→ WHAT IS NEEDED
The response must be made up of the lines in the entries below that contain "ServerEvent".

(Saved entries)

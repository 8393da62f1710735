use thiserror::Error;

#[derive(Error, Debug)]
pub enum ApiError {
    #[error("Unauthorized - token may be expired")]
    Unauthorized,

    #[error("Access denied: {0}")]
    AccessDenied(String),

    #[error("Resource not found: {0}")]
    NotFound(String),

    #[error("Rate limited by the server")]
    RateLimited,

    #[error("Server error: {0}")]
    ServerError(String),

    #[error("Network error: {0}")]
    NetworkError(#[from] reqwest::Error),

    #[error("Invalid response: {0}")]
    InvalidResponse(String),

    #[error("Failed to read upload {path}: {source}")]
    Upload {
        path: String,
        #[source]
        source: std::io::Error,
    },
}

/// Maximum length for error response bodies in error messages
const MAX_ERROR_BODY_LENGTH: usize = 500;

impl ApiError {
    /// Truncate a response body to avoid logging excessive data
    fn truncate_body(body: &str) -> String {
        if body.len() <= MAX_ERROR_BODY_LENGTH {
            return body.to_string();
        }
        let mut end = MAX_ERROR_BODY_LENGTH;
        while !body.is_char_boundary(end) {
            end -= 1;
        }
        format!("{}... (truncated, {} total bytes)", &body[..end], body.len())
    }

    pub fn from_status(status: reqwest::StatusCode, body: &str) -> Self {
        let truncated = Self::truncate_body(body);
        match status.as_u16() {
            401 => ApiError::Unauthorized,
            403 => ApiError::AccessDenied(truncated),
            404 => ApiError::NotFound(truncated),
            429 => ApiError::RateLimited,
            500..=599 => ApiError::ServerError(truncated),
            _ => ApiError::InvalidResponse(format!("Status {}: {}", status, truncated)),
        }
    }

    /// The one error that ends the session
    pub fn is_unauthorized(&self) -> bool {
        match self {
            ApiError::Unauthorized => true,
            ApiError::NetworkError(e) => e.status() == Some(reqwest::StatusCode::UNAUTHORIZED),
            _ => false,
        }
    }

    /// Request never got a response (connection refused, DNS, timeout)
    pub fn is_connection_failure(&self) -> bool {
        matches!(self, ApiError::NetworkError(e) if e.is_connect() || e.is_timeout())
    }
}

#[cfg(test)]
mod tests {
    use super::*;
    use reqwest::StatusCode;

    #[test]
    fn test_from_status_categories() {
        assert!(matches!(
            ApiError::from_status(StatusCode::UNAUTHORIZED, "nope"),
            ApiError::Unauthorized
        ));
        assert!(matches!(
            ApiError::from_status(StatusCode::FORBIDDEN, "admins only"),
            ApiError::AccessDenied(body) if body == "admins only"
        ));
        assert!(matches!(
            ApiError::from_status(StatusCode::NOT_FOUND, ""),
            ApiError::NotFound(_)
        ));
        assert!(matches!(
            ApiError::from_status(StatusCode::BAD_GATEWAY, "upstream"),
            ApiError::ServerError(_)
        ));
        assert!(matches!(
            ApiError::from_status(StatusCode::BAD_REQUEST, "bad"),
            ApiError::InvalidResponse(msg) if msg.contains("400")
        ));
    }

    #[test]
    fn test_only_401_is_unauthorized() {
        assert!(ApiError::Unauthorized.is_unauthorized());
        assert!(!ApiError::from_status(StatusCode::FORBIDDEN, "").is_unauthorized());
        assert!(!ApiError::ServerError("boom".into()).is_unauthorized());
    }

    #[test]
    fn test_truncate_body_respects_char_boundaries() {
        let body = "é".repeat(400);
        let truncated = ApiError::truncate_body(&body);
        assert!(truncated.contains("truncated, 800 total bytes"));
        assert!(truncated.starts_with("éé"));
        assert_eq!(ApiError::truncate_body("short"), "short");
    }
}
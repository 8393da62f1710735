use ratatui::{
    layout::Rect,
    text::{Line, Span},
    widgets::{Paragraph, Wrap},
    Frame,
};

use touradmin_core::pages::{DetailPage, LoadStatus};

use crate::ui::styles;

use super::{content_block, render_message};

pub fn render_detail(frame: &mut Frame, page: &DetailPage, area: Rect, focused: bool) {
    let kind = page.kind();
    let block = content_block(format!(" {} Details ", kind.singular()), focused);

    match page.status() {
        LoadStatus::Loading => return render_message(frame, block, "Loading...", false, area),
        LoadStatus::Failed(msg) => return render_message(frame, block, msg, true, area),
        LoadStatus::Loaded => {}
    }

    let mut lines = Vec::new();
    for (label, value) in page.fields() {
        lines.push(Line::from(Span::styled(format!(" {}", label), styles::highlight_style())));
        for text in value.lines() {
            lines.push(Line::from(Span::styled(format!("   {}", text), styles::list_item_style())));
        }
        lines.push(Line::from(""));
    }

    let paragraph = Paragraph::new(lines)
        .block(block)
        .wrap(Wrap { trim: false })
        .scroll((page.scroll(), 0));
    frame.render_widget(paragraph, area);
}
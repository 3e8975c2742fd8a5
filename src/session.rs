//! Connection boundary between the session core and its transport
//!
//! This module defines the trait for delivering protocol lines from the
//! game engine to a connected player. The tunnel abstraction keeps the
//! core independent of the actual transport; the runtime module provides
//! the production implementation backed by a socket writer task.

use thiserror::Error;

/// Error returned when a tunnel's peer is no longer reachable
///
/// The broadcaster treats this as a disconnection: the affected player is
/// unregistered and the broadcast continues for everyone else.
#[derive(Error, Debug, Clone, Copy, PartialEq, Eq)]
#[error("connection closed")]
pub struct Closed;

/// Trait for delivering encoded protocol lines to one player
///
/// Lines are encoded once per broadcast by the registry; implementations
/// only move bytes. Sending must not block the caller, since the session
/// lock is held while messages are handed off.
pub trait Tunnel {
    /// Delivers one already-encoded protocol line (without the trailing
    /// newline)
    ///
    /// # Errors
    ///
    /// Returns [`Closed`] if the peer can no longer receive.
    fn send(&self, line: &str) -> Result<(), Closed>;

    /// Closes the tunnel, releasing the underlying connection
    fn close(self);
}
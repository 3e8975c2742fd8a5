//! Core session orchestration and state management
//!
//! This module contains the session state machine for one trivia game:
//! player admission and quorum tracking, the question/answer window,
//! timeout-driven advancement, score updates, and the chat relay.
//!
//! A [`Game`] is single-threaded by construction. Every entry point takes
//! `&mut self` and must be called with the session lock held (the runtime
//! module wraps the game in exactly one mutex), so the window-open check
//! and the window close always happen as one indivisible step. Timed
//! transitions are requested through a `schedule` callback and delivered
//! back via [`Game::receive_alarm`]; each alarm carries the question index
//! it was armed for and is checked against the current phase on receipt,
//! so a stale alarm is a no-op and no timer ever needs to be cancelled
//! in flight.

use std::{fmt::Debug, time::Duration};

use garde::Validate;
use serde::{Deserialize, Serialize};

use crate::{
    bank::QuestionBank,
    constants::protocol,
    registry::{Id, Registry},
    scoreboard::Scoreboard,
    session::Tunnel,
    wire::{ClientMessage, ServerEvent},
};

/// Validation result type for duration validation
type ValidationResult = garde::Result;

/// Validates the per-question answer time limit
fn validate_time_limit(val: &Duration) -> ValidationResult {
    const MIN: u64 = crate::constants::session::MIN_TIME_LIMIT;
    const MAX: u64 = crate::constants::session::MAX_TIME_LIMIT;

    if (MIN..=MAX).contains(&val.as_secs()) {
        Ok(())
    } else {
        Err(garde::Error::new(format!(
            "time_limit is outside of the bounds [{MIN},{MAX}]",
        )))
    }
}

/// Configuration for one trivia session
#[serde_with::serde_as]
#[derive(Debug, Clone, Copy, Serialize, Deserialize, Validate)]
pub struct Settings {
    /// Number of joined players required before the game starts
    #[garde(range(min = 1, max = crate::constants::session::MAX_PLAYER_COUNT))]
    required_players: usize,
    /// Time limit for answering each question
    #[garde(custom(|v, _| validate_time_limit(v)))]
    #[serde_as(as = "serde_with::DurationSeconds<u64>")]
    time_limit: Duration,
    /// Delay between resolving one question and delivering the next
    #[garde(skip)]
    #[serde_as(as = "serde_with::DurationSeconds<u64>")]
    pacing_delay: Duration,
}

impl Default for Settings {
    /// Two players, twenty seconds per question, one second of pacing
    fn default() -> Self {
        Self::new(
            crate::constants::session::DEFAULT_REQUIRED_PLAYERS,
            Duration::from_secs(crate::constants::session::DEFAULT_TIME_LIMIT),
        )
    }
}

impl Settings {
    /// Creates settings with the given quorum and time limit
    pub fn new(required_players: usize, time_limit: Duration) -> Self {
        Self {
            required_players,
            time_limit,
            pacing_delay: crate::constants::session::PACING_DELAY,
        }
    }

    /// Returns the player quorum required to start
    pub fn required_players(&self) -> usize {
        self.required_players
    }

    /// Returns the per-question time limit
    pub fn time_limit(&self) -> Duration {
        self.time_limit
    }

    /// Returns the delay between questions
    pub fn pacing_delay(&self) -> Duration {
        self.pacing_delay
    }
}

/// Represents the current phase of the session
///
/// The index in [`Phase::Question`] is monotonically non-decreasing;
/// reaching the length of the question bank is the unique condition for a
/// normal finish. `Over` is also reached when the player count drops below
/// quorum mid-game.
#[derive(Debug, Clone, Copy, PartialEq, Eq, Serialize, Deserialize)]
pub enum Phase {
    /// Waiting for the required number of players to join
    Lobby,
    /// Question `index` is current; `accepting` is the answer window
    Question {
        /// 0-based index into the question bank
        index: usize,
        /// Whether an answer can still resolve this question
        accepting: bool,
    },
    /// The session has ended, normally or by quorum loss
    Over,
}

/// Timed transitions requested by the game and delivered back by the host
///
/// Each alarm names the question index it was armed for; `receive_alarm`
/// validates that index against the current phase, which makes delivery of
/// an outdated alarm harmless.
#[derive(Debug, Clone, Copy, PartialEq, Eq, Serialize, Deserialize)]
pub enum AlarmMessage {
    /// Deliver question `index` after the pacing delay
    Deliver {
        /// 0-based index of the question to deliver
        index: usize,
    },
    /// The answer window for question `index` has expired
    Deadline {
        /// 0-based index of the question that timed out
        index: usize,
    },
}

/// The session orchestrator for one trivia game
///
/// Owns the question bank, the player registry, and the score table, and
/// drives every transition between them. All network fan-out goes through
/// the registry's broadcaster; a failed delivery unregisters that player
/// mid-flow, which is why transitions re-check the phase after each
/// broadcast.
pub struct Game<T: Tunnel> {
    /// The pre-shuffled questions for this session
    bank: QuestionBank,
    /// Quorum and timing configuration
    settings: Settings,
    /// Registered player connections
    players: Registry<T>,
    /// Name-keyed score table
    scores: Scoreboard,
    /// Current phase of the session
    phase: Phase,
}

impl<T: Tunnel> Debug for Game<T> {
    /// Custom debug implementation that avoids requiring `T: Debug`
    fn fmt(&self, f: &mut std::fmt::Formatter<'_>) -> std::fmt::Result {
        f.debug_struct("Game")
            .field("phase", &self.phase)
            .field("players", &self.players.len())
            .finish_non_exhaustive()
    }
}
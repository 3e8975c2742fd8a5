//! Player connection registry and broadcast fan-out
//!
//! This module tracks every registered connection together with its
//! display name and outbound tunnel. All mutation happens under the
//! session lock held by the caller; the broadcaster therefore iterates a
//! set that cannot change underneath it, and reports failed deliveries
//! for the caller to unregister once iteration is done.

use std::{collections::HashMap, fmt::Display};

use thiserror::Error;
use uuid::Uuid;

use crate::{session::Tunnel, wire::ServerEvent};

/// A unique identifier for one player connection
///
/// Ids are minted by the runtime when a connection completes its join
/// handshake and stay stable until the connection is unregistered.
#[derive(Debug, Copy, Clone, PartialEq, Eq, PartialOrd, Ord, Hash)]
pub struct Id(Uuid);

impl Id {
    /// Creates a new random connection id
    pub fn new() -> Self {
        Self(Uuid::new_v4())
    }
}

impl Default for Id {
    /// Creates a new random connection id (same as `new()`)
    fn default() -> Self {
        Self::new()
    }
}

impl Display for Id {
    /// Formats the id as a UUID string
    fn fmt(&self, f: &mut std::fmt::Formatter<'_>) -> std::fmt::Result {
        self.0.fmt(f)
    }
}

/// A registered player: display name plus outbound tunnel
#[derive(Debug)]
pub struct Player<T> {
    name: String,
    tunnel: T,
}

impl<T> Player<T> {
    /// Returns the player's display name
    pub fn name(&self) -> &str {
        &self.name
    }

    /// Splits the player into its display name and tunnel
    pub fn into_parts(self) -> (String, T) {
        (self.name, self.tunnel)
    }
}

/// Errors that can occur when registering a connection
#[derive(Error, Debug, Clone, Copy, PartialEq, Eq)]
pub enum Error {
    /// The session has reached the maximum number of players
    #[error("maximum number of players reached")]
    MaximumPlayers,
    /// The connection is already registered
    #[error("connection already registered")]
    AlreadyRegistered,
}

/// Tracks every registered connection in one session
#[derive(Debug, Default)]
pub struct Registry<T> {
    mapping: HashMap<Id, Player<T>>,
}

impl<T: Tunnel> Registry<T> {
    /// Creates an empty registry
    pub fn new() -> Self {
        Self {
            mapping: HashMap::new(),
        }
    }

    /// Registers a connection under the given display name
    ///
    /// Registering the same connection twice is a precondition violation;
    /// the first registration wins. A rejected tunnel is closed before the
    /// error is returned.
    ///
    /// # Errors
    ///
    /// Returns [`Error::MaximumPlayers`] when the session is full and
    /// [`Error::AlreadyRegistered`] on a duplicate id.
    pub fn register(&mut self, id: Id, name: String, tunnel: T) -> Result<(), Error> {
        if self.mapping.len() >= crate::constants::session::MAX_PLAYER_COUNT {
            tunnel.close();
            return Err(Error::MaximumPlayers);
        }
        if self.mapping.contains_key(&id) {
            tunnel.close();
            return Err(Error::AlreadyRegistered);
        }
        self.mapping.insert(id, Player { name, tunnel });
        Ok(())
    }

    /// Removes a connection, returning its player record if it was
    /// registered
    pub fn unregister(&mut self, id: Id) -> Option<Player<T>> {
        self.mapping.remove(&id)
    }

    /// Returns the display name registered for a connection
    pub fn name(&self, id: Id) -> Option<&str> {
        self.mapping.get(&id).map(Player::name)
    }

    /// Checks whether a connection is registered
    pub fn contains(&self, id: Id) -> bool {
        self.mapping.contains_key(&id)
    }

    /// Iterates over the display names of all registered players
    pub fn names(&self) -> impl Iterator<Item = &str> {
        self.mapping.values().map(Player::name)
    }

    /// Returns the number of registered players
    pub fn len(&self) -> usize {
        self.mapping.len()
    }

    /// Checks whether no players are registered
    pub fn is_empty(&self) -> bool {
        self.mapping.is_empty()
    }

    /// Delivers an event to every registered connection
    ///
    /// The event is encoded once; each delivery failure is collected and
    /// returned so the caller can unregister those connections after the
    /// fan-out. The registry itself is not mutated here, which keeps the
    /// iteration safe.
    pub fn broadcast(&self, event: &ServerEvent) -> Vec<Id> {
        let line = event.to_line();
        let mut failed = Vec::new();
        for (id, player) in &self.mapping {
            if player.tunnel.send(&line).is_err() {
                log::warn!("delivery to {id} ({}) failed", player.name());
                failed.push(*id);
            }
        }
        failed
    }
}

→ EXERCISE ANSWER
    wire::{ClientMessage, ServerEvent},
use crate::{session::Tunnel, wire::ServerEvent};
    pub fn broadcast(&self, event: &ServerEvent) -> Vec<Id> {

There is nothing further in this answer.